Report of the South Middlesex Auxiliary Committee of Ladies, for 1882 and 1883.

The ladies of this committee have held monthly meetings during the past season at the Rooms of the Association, Boston. This committee should be composed of one representative, or her substitute, from each church in the Conference.

The members of the committee have occupied themselves in

urging the claims of the Association upon the parishes, in order to secure an annual contribution. In some cases, this yearly sum has been raised through the systematic benevolence of the parishes; but in many cases the contributions have been gained entirely through the energy of these ladies, especially among the smaller societies which in times past have not contributed to the Association. The ladies are especially anxious to impress on these churches the fact that their offerings are important, however small they may be, as they indicate a feeling of loyalty toward the Association. After having accomplished this duty as far as they were able, the ladies wished to engage in a little more missionary work before the end of the winter; and a few of them therefore raised the sum of forty-two dollars, as a gift to Rev. Mary A. Safford of Humboldt, Iowa, a devoted and earnest worker and preacher, who was then lying ill, and unable to continue her labors. Miss Safford, after her recovery, wrote a cordial letter of thanks, expressing her great desire to see more workers in the vineyard.
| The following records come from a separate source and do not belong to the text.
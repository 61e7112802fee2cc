use crate::application::ports::{
    ConnectivityStatus, CredentialProvider, OrderGateway, OrderStore, SyncOperationHandler,
    SyncQueueStore,
};
use crate::domain::entities::{
    Order, SkipReason, SyncPass, SyncQueueDraft, SyncQueueEntry, SyncReport,
};
use crate::domain::value_objects::{OrderStatus, SyncOperationType};
use crate::shared::error::AppError;
use chrono::Utc;
use serde_json::Value;
use std::collections::HashMap;
use std::sync::Arc;
use std::sync::atomic::{AtomicBool, Ordering};

/// Flushes locally stored writes to the server.
///
/// At most one pass runs at a time per manager. The busy flag is claimed before the
/// first await and released by a guard, so a pass that panics or is cancelled never
/// leaves it set.
pub struct SyncManager {
    orders: Arc<dyn OrderStore>,
    queue: Arc<dyn SyncQueueStore>,
    gateway: Arc<dyn OrderGateway>,
    credentials: Arc<dyn CredentialProvider>,
    connectivity: Arc<dyn ConnectivityStatus>,
    handlers: HashMap<SyncOperationType, Arc<dyn SyncOperationHandler>>,
    max_attempts: Option<u32>,
    in_flight: AtomicBool,
}

struct InFlightGuard<'a>(&'a AtomicBool);

impl Drop for InFlightGuard<'_> {
    fn drop(&mut self) {
        self.0.store(false, Ordering::Release);
    }
}

impl SyncManager {
    pub fn new(
        orders: Arc<dyn OrderStore>,
        queue: Arc<dyn SyncQueueStore>,
        gateway: Arc<dyn OrderGateway>,
        credentials: Arc<dyn CredentialProvider>,
        connectivity: Arc<dyn ConnectivityStatus>,
    ) -> Self {
        Self {
            orders,
            queue,
            gateway,
            credentials,
            connectivity,
            handlers: HashMap::new(),
            max_attempts: None,
            in_flight: AtomicBool::new(false),
        }
    }

    /// `None` keeps failing orders pending forever.
    pub fn with_max_attempts(mut self, max_attempts: Option<u32>) -> Self {
        self.max_attempts = max_attempts.filter(|max| *max > 0);
        self
    }

    pub fn register_handler(mut self, handler: Arc<dyn SyncOperationHandler>) -> Self {
        self.handlers.insert(handler.operation_type().clone(), handler);
        self
    }

    pub fn is_syncing(&self) -> bool {
        self.in_flight.load(Ordering::Acquire)
    }

    /// 結果を待たずにバックグラウンドで1回同期する
    pub fn trigger(self: &Arc<Self>) {
        let manager = Arc::clone(self);
        tokio::spawn(async move {
            manager.sync_pending_orders().await;
        });
    }

    /// Stores an operation for later delivery and kicks a pass when online.
    pub async fn enqueue_operation(
        self: &Arc<Self>,
        op_type: SyncOperationType,
        payload: Value,
    ) -> Result<SyncQueueEntry, AppError> {
        let entry = self
            .queue
            .enqueue(SyncQueueDraft::new(op_type, payload))
            .await?;
        tracing::info!(
            target: "lunch::sync",
            op_type = %entry.op_type,
            id = %entry.id,
            "operation queued"
        );

        if !self.handlers.contains_key(&entry.op_type) {
            tracing::warn!(
                target: "lunch::sync",
                op_type = %entry.op_type,
                "no handler registered; operation stays queued"
            );
        }
        if self.connectivity.is_online() {
            self.trigger();
        }
        Ok(entry)
    }

    pub async fn sync_pending_orders(&self) -> SyncPass {
        let Some(_guard) = self.try_claim() else {
            tracing::debug!(target: "lunch::sync", "sync already in progress; skipping");
            return SyncPass::Skipped {
                reason: SkipReason::AlreadySyncing,
            };
        };

        if !self.connectivity.is_online() {
            tracing::debug!(target: "lunch::sync", "offline; skipping sync");
            return SyncPass::Skipped {
                reason: SkipReason::Offline,
            };
        }

        let pending = match self.orders.list_by_status(OrderStatus::Pending).await {
            Ok(orders) => orders,
            Err(err) => return abort("failed to list pending orders", err),
        };
        let operations = match self.queue.pending_operations().await {
            Ok(entries) => entries,
            Err(err) => return abort("failed to list queued operations", err),
        };

        if pending.is_empty() && operations.is_empty() {
            return SyncPass::Completed {
                report: SyncReport::default(),
            };
        }

        // トークンはパスごとに1回だけ読む
        let token = match self.credentials.access_token().await {
            Ok(Some(token)) => token,
            Ok(None) => {
                tracing::warn!(
                    target: "lunch::sync",
                    pending = pending.len(),
                    "no stored credential; skipping sync"
                );
                return SyncPass::Skipped {
                    reason: SkipReason::MissingCredential,
                };
            }
            Err(err) => return abort("failed to read credential", err),
        };

        tracing::info!(
            target: "lunch::sync",
            orders = pending.len(),
            operations = operations.len(),
            "sync pass started"
        );

        let mut report = SyncReport::default();
        for order in &pending {
            self.sync_order(order, &token, &mut report).await;
        }
        for entry in &operations {
            self.dispatch_operation(entry, &token, &mut report).await;
        }

        tracing::info!(
            target: "lunch::sync",
            synced = report.orders_synced,
            failed = report.orders_failed,
            marked_failed = report.orders_marked_failed,
            operations_dispatched = report.operations_dispatched,
            operations_failed = report.operations_failed,
            "sync pass finished"
        );
        SyncPass::Completed { report }
    }

    fn try_claim(&self) -> Option<InFlightGuard<'_>> {
        self.in_flight
            .compare_exchange(false, true, Ordering::AcqRel, Ordering::Acquire)
            .ok()
            .map(|_| InFlightGuard(&self.in_flight))
    }

    async fn sync_order(&self, order: &Order, token: &str, report: &mut SyncReport) {
        report.orders_attempted += 1;

        match self.gateway.submit_order(order, token).await {
            Ok(()) => match self.orders.mark_synced(order.id, Utc::now()).await {
                Ok(true) => {
                    report.orders_synced += 1;
                    tracing::info!(
                        target: "lunch::sync",
                        temp_id = %order.temp_id,
                        "order synced"
                    );
                }
                Ok(false) => {
                    report.orders_synced += 1;
                    tracing::debug!(
                        target: "lunch::sync",
                        temp_id = %order.temp_id,
                        "order accepted but no longer pending locally"
                    );
                }
                Err(err) => {
                    // サーバーは受理済み。次回の再送は tempId で重複排除される。
                    report.orders_failed += 1;
                    tracing::error!(
                        target: "lunch::sync",
                        temp_id = %order.temp_id,
                        error = %err,
                        "order accepted but local status update failed"
                    );
                }
            },
            Err(err) => {
                report.orders_failed += 1;
                let attempt = order.sync_attempts.saturating_add(1);
                let terminal = self.max_attempts.is_some_and(|max| attempt >= max);
                tracing::warn!(
                    target: "lunch::sync",
                    temp_id = %order.temp_id,
                    attempt,
                    error = %err,
                    "order sync failed"
                );

                match self
                    .orders
                    .record_sync_failure(order.id, &err.to_string(), terminal)
                    .await
                {
                    Ok(()) if terminal => {
                        report.orders_marked_failed += 1;
                        tracing::warn!(
                            target: "lunch::sync",
                            temp_id = %order.temp_id,
                            attempt,
                            "order moved to failed after reaching retry limit"
                        );
                    }
                    Ok(()) => {}
                    Err(store_err) => {
                        tracing::error!(
                            target: "lunch::sync",
                            temp_id = %order.temp_id,
                            error = %store_err,
                            "failed to record sync failure"
                        );
                    }
                }
            }
        }
    }

    async fn dispatch_operation(
        &self,
        entry: &SyncQueueEntry,
        token: &str,
        report: &mut SyncReport,
    ) {
        let Some(handler) = self.handlers.get(&entry.op_type) else {
            tracing::debug!(
                target: "lunch::sync",
                op_type = %entry.op_type,
                id = %entry.id,
                "no handler registered; leaving operation queued"
            );
            return;
        };

        match handler.dispatch(entry, token).await {
            Ok(()) => match self.queue.remove_operation(entry.id).await {
                Ok(()) => {
                    report.operations_dispatched += 1;
                    tracing::info!(
                        target: "lunch::sync",
                        op_type = %entry.op_type,
                        id = %entry.id,
                        "operation delivered"
                    );
                }
                Err(err) => {
                    report.operations_failed += 1;
                    tracing::error!(
                        target: "lunch::sync",
                        op_type = %entry.op_type,
                        id = %entry.id,
                        error = %err,
                        "operation delivered but could not be removed from the queue"
                    );
                }
            },
            Err(err) => {
                report.operations_failed += 1;
                tracing::warn!(
                    target: "lunch::sync",
                    op_type = %entry.op_type,
                    id = %entry.id,
                    error = %err,
                    "operation delivery failed"
                );
            }
        }
    }
}

fn abort(context: &str, err: AppError) -> SyncPass {
    tracing::error!(target: "lunch::sync", error = %err, "{context}; aborting sync pass");
    SyncPass::Aborted {
        reason: format!("{context}: {err}"),
    }
}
The committee, in order to bring about more unity of action between themselves and the Woman's National Conference, invited Miss E. P. Channing to address them in May. Miss Channing came, and found a large room full of ladies ready to greet her, and listen with sympathy to her interesting reports of missionary work. Our lady representatives of the churches in the county have not created new branch societies in the Conference, thinking it a simpler way to invite existing parish circles of women to make themselves auxiliary to the committee. Several societies have already done so, and it is hoped in time that they will thus become also members of the Woman's National Conference.

The committee would further state that, besides the missionary work carried on by them, they have found profit at each meeting in having a short discussion upon the religious needs of their parishes, and the importance of cultivating in themselves and the young the spirit and habit of personal piety.

ABROAD.

Our English Unitarian brethren seem to have had an interesting time at their anniversaries. Our friend, Mr. Ireson, the Secretary of their Association, congratulates them, in his speech at their soirée, that their collections for missionary work had de

cidedly increased, not only in England but in Scotland. "They did not mean," he says, "to increase in conceit or cynicism or daring speculation, but to stand squarely on their own convictions, and at the same time to look kindly and smilingly upon those around them, and endeavor to harmonize rather than to exhibit discord."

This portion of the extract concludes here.